Heinz Strunk verliert sich mit „Der goldene Handschuh“ in billiger Überzeichnung

Unterste Schublade

Von Ken Merten

Strunk, Heinz: Der goldene Handschuh, Rowohlt, Reinbek bei Hamburg 2016, 256 Seiten, 19,95 Euro

Strunk, Heinz: Der goldene Handschuh, Rowohlt, Reinbek bei Hamburg 2016, 256 Seiten, 19,95 Euro

Neulich, als die Europameisterschaft noch eine Vorfreude war, die uns die Franzmänner und –frauen mit ihrer Streikerei kaputtzumachen drohten, da sah man noch Heinz Strunk im Öffentlich-Rechtlichen Querflöte spielen.
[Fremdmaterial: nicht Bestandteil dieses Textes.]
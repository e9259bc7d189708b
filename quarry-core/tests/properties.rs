//! Property-based tests over small random corpora.
//!
//! The vocabulary is deliberately tiny so that documents share words, ties
//! in relevance are common, and duplicate word sets actually occur.

use proptest::prelude::*;
use quarry_core::{
    find_duplicates, remove_duplicates, DocId, Document, DocumentStatus, ExecutionPolicy, Quarry,
    MAX_RESULT_DOCUMENT_COUNT,
};
use std::cmp::Ordering;
use std::collections::BTreeSet;

const VOCABULARY: &[&str] = &[
    "cat", "dog", "city", "mouse", "house", "tail", "collar", "in", "the",
];
const STOP_WORDS: &str = "in the";

#[derive(Debug, Clone)]
struct GeneratedDoc {
    text: String,
    status: DocumentStatus,
    ratings: Vec<i32>,
}

fn word_strategy() -> impl Strategy<Value = &'static str> {
    prop::sample::select(VOCABULARY)
}

fn status_strategy() -> impl Strategy<Value = DocumentStatus> {
    prop_oneof![
        4 => Just(DocumentStatus::Actual),
        1 => Just(DocumentStatus::Irrelevant),
        1 => Just(DocumentStatus::Banned),
        1 => Just(DocumentStatus::Removed),
    ]
}

fn doc_strategy() -> impl Strategy<Value = GeneratedDoc> {
    (
        prop::collection::vec(word_strategy(), 1..7),
        status_strategy(),
        prop::collection::vec(-10i32..=10, 0..4),
    )
        .prop_map(|(words, status, ratings)| GeneratedDoc {
            text: words.join(" "),
            status,
            ratings,
        })
}

fn corpus_strategy() -> impl Strategy<Value = Vec<GeneratedDoc>> {
    prop::collection::vec(doc_strategy(), 1..24)
}

fn query_strategy() -> impl Strategy<Value = String> {
    (
        prop::collection::vec(word_strategy(), 0..4),
        prop::collection::vec(word_strategy(), 0..2),
    )
        .prop_map(|(plus, minus)| {
            let mut parts: Vec<String> = plus.into_iter().map(str::to_owned).collect();
            parts.extend(minus.into_iter().map(|word| format!("-{}", word)));
            parts.join(" ")
        })
}

/// Ids are spread out so the ordinal and the id differ.
fn build(corpus: &[GeneratedDoc]) -> Quarry {
    let mut index = Quarry::from_stop_words_text(STOP_WORDS).expect("valid stop words");
    for (n, doc) in corpus.iter().enumerate() {
        index
            .add_document(n as DocId * 3, &doc.text, doc.status, &doc.ratings)
            .expect("should add doc");
    }
    index
}

fn minus_words(query: &str) -> Vec<&str> {
    query
        .split(' ')
        .filter_map(|word| word.strip_prefix('-'))
        .filter(|word| !STOP_WORDS.split(' ').any(|stop| stop == *word))
        .collect()
}

fn ids(hits: &[Document]) -> Vec<DocId> {
    hits.iter().map(|doc| doc.id).collect()
}

fn word_set(index: &Quarry, id: DocId) -> BTreeSet<String> {
    index
        .word_frequencies(id)
        .keys()
        .map(|word| (*word).to_owned())
        .collect()
}

proptest! {
    #[test]
    fn results_are_capped_and_ordered(corpus in corpus_strategy(), query in query_strategy()) {
        let index = build(&corpus);
        let hits = index.find_top_documents(&query).unwrap();

        prop_assert!(hits.len() <= MAX_RESULT_DOCUMENT_COUNT);
        for pair in hits.windows(2) {
            prop_assert_ne!(pair[0].rank_cmp(&pair[1]), Ordering::Greater, "{:?}", hits);
        }
        for hit in &hits {
            prop_assert!(hit.relevance >= 0.0);
            prop_assert_eq!(
                index.document_info(hit.id).map(|(status, _)| status),
                Some(DocumentStatus::Actual)
            );
        }
    }

    #[test]
    fn minus_words_exclude_documents(corpus in corpus_strategy(), query in query_strategy()) {
        let index = build(&corpus);
        let minus = minus_words(&query);

        for hit in index.find_top_documents(&query).unwrap() {
            let words = word_set(&index, hit.id);
            for word in &minus {
                prop_assert!(!words.contains(*word), "doc {} contains -{}", hit.id, word);
            }
        }

        for id in &index {
            let (matched, _) = index.match_document(&query, id).unwrap();
            let words = word_set(&index, id);
            if minus.iter().any(|word| words.contains(*word)) {
                prop_assert!(matched.is_empty());
            }
            for word in &matched {
                prop_assert!(words.contains(*word));
            }
        }
    }

    #[test]
    fn parallel_paths_agree_with_sequential(corpus in corpus_strategy(), query in query_strategy()) {
        let index = build(&corpus);

        let seq = index
            .find_top_documents_with(ExecutionPolicy::Sequential, &query, DocumentStatus::Actual)
            .unwrap();
        let par = index
            .find_top_documents_with(ExecutionPolicy::Parallel, &query, DocumentStatus::Actual)
            .unwrap();
        prop_assert_eq!(ids(&seq), ids(&par));
        for (a, b) in seq.iter().zip(&par) {
            prop_assert!((a.relevance - b.relevance).abs() < 1e-9);
        }

        for id in &index {
            prop_assert_eq!(
                index.match_document_with(ExecutionPolicy::Sequential, &query, id).unwrap(),
                index.match_document_with(ExecutionPolicy::Parallel, &query, id).unwrap()
            );
        }
    }

    #[test]
    fn add_then_remove_is_invisible(
        corpus in corpus_strategy(),
        extra in doc_strategy(),
        query in query_strategy(),
        parallel in any::<bool>(),
    ) {
        let mut index = build(&corpus);
        let before = index.find_top_documents(&query).unwrap();
        let count = index.document_count();

        let id = 1_000_001;
        index.add_document(id, &extra.text, extra.status, &extra.ratings).unwrap();
        let policy = if parallel { ExecutionPolicy::Parallel } else { ExecutionPolicy::Sequential };
        index.remove_document_with(policy, id);

        prop_assert_eq!(index.document_count(), count);
        prop_assert!(index.word_frequencies(id).is_empty());
        prop_assert!(index.iter().all(|live| live != id));
        prop_assert_eq!(index.find_top_documents(&query).unwrap(), before);
    }

    #[test]
    fn duplicate_removal_keeps_lowest_id(corpus in corpus_strategy()) {
        let mut index = build(&corpus);
        let original: Vec<(DocId, BTreeSet<String>)> =
            index.iter().map(|id| (id, word_set(&index, id))).collect();

        let reported = find_duplicates(&index);
        let removed = remove_duplicates(&mut index);
        prop_assert_eq!(&reported, &removed);

        for &id in &removed {
            let set = &original.iter().find(|(doc, _)| *doc == id).unwrap().1;
            let keeper = original
                .iter()
                .find(|(doc, words)| words == set && *doc < id)
                .map(|(doc, _)| *doc);
            prop_assert!(keeper.is_some(), "{} removed without a lower twin", id);
            prop_assert!(index.document_info(keeper.unwrap()).is_some());
        }

        let survivors: Vec<BTreeSet<String>> =
            index.iter().map(|id| word_set(&index, id)).collect();
        let distinct: BTreeSet<&BTreeSet<String>> = survivors.iter().collect();
        prop_assert_eq!(distinct.len(), survivors.len());
    }

    #[test]
    fn term_frequencies_sum_to_one(corpus in corpus_strategy()) {
        let index = build(&corpus);
        for id in &index {
            let freqs = index.word_frequencies(id);
            if !freqs.is_empty() {
                let total: f64 = freqs.values().sum();
                prop_assert!((total - 1.0).abs() < 1e-9);
            }
        }
    }
}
Zusammen mit Extra-3-Moderator Christian Ehring und dem musikalischen Fiasko „Revolverheld“, die 2008 noch den offiziellen DFB-Song zur EM lieferten, sang man Anfang Juni 2016 gegen den schwelenden Rassismus der durch AfD und Pegida angestochenen Deutschnationalen im Land des gepflegten Bierbauchschwenkens beim „Sieg, Sieg!“-Rufen.
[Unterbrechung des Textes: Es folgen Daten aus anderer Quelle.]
//! Query Benchmarking Tool
//!
//! Loads a corpus (one document per line), then measures ranked search
//! throughput under each execution strategy the index offers.
//!
//! ## What It Benchmarks
//!
//! 1. **Indexing**: adding every corpus line as a document
//! 2. **Sequential**: one query at a time, single-threaded ranking
//! 3. **Parallel ranking**: one query at a time, ranking fanned out over rayon
//! 4. **Batch**: all queries at once through `process_queries`
//!
//! ## Usage
//!
//! ```bash
//! # Queries are derived from the corpus itself
//! ./target/release/query_bench /path/to/corpus.txt
//!
//! # Queries read from a file, one per line (minus words allowed)
//! ./target/release/query_bench /path/to/corpus.txt /path/to/queries.txt
//!
//! # Index and per-query logging
//! RUST_LOG=quarry_core=debug ./target/release/query_bench corpus.txt
//! ```
//!
//! Lines the index rejects (tabs and other control characters) are skipped
//! and counted.

use std::env;
use std::error::Error;
use std::fs;
use std::time::{Duration, Instant};

use quarry_core::analyzer::check_word;
use quarry_core::{
    find_duplicates, paginate, process_queries, process_queries_joined, DocId, DocumentStatus,
    ExecutionPolicy, Quarry,
};
use tracing_subscriber::{fmt, EnvFilter};

const WARMUP_RUNS: usize = 1;
const MEASURE_RUNS: usize = 5;
const STOP_WORDS: &str = "a an and at in of on the to with";
const DERIVED_QUERY_COUNT: usize = 1000;
const PREVIEW_PAGE_SIZE: usize = 5;

fn main() -> Result<(), Box<dyn Error>> {
    fmt().with_env_filter(EnvFilter::from_default_env()).init();

    let args: Vec<String> = env::args().collect();
    if args.len() < 2 {
        eprintln!("Usage: query_bench <corpus> [queries]");
        std::process::exit(1);
    }

    println!("Loading corpus...");
    let corpus = fs::read_to_string(&args[1])?;
    println!("Corpus size: {}", fmt_bytes(corpus.len() as u64));

    let (index, skipped) = bench_indexing(&corpus)?;
    println!("Skipped     : {} lines\n", fmt_count(skipped as u64));

    let queries: Vec<String> = match args.get(2) {
        Some(path) => fs::read_to_string(path)?
            .lines()
            .filter(|line| !line.trim().is_empty())
            .map(str::to_owned)
            .collect(),
        None => derive_queries(&corpus),
    };
    if queries.is_empty() {
        eprintln!("No queries to run");
        std::process::exit(1);
    }
    println!("Queries     : {}\n", fmt_count(queries.len() as u64));

    bench_policy(&index, &queries, ExecutionPolicy::Sequential)?;
    bench_policy(&index, &queries, ExecutionPolicy::Parallel)?;
    bench_batch(&index, &queries)?;

    preview(&index, &queries)?;

    let metrics = index.metrics();
    println!("--------------------------------");
    println!("Documents   : {}", fmt_count(metrics.current_doc_count));
    println!("Words       : {}", fmt_count(metrics.distinct_words));
    println!("Searches    : {}", fmt_count(metrics.queries_executed));
    println!("Duplicates  : {}", fmt_count(find_duplicates(&index).len() as u64));
    println!("--------------------------------");

    Ok(())
}

fn bench_indexing(corpus: &str) -> Result<(Quarry, usize), Box<dyn Error>> {
    println!("=== Indexing ===");

    let start = Instant::now();
    let mut index = Quarry::from_stop_words_text(STOP_WORDS)?;
    let mut skipped = 0usize;
    for (line_no, line) in corpus.lines().enumerate() {
        let id = DocId::try_from(line_no)?;
        let rating = (line.len() % 10) as i32;
        if let Err(err) = index.add_document(id, line, DocumentStatus::Actual, &[rating]) {
            tracing::debug!(line = line_no, %err, "skipping line");
            skipped += 1;
        }
    }
    let elapsed = start.elapsed();

    print_perf("Indexing", corpus.len(), elapsed, index.document_count() as u64, "Docs");
    Ok((index, skipped))
}

fn bench_policy(
    index: &Quarry,
    queries: &[String],
    policy: ExecutionPolicy,
) -> Result<(), Box<dyn Error>> {
    println!("=== {:?} ===", policy);

    let run = || -> Result<usize, Box<dyn Error>> {
        let mut hits = 0usize;
        for query in queries {
            hits += index
                .find_top_documents_with(policy, query, DocumentStatus::Actual)?
                .len();
        }
        Ok(std::hint::black_box(hits))
    };

    warmup(|| run().map(drop))?;
    let elapsed = measure(|| run().map(drop))?;

    let label = format!("{:?}", policy);
    print_perf(&label, 0, elapsed, queries.len() as u64, "Queries");
    Ok(())
}

fn bench_batch(index: &Quarry, queries: &[String]) -> Result<(), Box<dyn Error>> {
    println!("=== Batch ===");

    let run = || -> Result<(), Box<dyn Error>> {
        std::hint::black_box(process_queries(index, queries)?);
        Ok(())
    };

    warmup(run)?;
    let elapsed = measure(run)?;

    print_perf("Batch", 0, elapsed, queries.len() as u64, "Queries");
    Ok(())
}

/// Prints the first pages of joined results for the first few queries.
fn preview(index: &Quarry, queries: &[String]) -> Result<(), Box<dyn Error>> {
    let sample = &queries[..queries.len().min(3)];
    let joined = process_queries_joined(index, sample)?;

    println!("=== Preview: {:?} ===", sample);
    for (n, page) in paginate(&joined, PREVIEW_PAGE_SIZE)?.into_iter().take(2).enumerate() {
        println!("Page {}", n + 1);
        for doc in page {
            println!("  {}", doc);
        }
    }
    println!();
    Ok(())
}

/// Two-word queries built from every Nth corpus line, the second word negated
/// on every third query.
fn derive_queries(corpus: &str) -> Vec<String> {
    let lines = corpus.lines().count().max(1);
    let step = (lines / DERIVED_QUERY_COUNT).max(1);

    corpus
        .lines()
        .step_by(step)
        .filter_map(|line| {
            let mut words = line
                .split(' ')
                .filter(|w| !w.starts_with('-') && check_word(w).is_ok());
            Some((words.next()?, words.next()?))
        })
        .take(DERIVED_QUERY_COUNT)
        .enumerate()
        .map(|(n, (first, second))| {
            if n % 3 == 2 {
                format!("{} -{}", first, second)
            } else {
                format!("{} {}", first, second)
            }
        })
        .collect()
}

fn warmup<F, E>(mut f: F) -> Result<(), E>
where
    F: FnMut() -> Result<(), E>,
{
    for _ in 0..WARMUP_RUNS {
        f()?;
    }
    Ok(())
}

fn measure<F, E>(mut f: F) -> Result<Duration, E>
where
    F: FnMut() -> Result<(), E>,
{
    let mut total = Duration::ZERO;

    for _ in 0..MEASURE_RUNS {
        let start = Instant::now();
        f()?;
        total += start.elapsed();
    }

    Ok(total / MEASURE_RUNS as u32)
}

fn print_perf(label: &str, input_bytes: usize, elapsed: Duration, items: u64, unit: &str) {
    let secs = elapsed.as_secs_f64();

    println!("--------------------------------");
    println!("Mode        : {}", label);
    println!("Elapsed     : {:.3} s", secs);

    if input_bytes > 0 {
        let mib = input_bytes as f64 / (1024.0 * 1024.0);
        println!("Throughput  : {:.2} MiB/s", mib / secs);
    }
    if items > 0 {
        println!("{:<12}: {}", unit, fmt_count(items));
        println!("{:<12}: {}", format!("{}/sec", unit), fmt_count((items as f64 / secs) as u64));
    }

    println!("--------------------------------\n");
}

fn fmt_bytes(b: u64) -> String {
    if b >= 1024 * 1024 * 1024 {
        format!("{:.2} GiB", b as f64 / (1024.0 * 1024.0 * 1024.0))
    } else if b >= 1024 * 1024 {
        format!("{:.2} MiB", b as f64 / (1024.0 * 1024.0))
    } else if b >= 1024 {
        format!("{:.2} KiB", b as f64 / 1024.0)
    } else {
        format!("{} B", b)
    }
}

fn fmt_count(n: u64) -> String {
    let s = n.to_string();
    let mut out = String::with_capacity(s.len() + s.len() / 3);

    for (i, ch) in s.chars().rev().enumerate() {
        if i > 0 && i % 3 == 0 {
            out.push('_');
        }
        out.push(ch);
    }

    out.chars().rev().collect()
}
Heinz Strunk, 1962 als Mathias Halfpape in Hamburg geboren und 2011 Bürgermeisterkandidat für die Partei „Die Partei“ in der Hansestadt, ist ein Tausendsassa. Als medialer Universalgelehrter malträtierte er mit „Studio Braun“ nicht nur die, die den Hörer abnehmen, sondern auch jene, die immer noch glauben, Telefonstreiche seien etwas anderes als eine Witzlosigkeit, mit der Radiosender billig Sendezeit füllen können.

Seit 2004 darf Strunk sich auch Romancier nennen. Mit „Fleisch ist mein Gemüse“ debütierte er erfolgreich. Autobiografisch behandelte er schon damals Alkoholismus und soziale Isolation. Aus anderen wahren Leben schöpft Strunk auch in seinem neuen Roman, „Der goldene Handschuh“, benannt nach einer rund um die Uhr geöffneten Absteige auf St. Pauli. Dort ging in den 70ern der Frauenmörder Fritz Honka eher ein als aus.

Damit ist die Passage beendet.